**What this task involves:** Search each line of the data for the word "TokenError"; copy every line where it is found.

____________

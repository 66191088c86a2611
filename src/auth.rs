use actix_web::{dev::Payload, Error, FromRequest, HttpRequest};
use actix_web_httpauth::extractors::bearer::BearerAuth;
use jsonwebtoken::{decode, encode, Algorithm, DecodingKey, EncodingKey, Header, Validation};
use serde::{Deserialize, Serialize};
use std::env;
use std::future::{ready, Ready};
use std::time::Duration;

use crate::error::ApiError;

#[derive(Debug, Clone, Serialize, Deserialize, PartialEq, Eq)]
pub struct Claims {
    /// Id of the authenticated user (`user-…`).
    pub sub: String,
    pub exp: usize,
}

#[derive(thiserror::Error, Debug)]
pub enum TokenError {
    #[error("JWT_SECRET not set")]
    MissingSecret,
    #[error(transparent)]
    Jwt(#[from] jsonwebtoken::errors::Error),
}

fn secret() -> Result<String, TokenError> {
    env::var("JWT_SECRET").map_err(|_| TokenError::MissingSecret)
}

/// Validate a JWT and return its claims.
fn decode_jwt(token: &str) -> Result<Claims, TokenError> {
    let secret = secret()?;
    let mut validation = Validation::new(Algorithm::HS256);
    validation.validate_exp = true;
    let data = decode::<Claims>(
        token,
        &DecodingKey::from_secret(secret.as_bytes()),
        &validation,
    )?;
    Ok(data.claims)
}

/// Extractor yielding validated `Claims`.
pub struct Auth(pub Claims);

impl Auth {
    pub fn user_id(&self) -> &str {
        &self.0.sub
    }
}

impl FromRequest for Auth {
    type Error = Error;
    type Future = Ready<Result<Self, Error>>;

    fn from_request(req: &HttpRequest, pl: &mut Payload) -> Self::Future {
        // Delegate to BearerAuth to parse the header.
        if let Ok(bearer) = BearerAuth::from_request(req, pl).into_inner() {
            match decode_jwt(bearer.token()) {
                Ok(claims) => return ready(Ok(Auth(claims))),
                Err(TokenError::MissingSecret) => {
                    log::error!("JWT_SECRET not set; rejecting authenticated request");
                    return ready(Err(ApiError::Internal.into()));
                }
                Err(_) => return ready(Err(ApiError::Unauthorized.into())),
            }
        }
        ready(Err(ApiError::Unauthorized.into()))
    }
}

/// Create an access token for `user_id`, valid for `ttl`.
pub fn create_access_token(user_id: &str, ttl: Duration) -> Result<String, TokenError> {
    let secret = secret()?;
    let ttl = chrono::Duration::from_std(ttl).unwrap_or_else(|_| chrono::Duration::days(1));
    let expiration = (chrono::Utc::now() + ttl).timestamp().max(0) as usize;

    let claims = Claims { sub: user_id.to_string(), exp: expiration };

    let token = encode(
        &Header::default(),
        &claims,
        &EncodingKey::from_secret(secret.as_bytes()),
    )?;
    Ok(token)
}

____________

**Answer to the problem:**
pub enum TokenError {
fn secret() -> Result<String, TokenError> {
    env::var("JWT_SECRET").map_err(|_| TokenError::MissingSecret)
fn decode_jwt(token: &str) -> Result<Claims, TokenError> {
                Err(TokenError::MissingSecret) => {
pub fn create_access_token(user_id: &str, ttl: Duration) -> Result<String, TokenError> {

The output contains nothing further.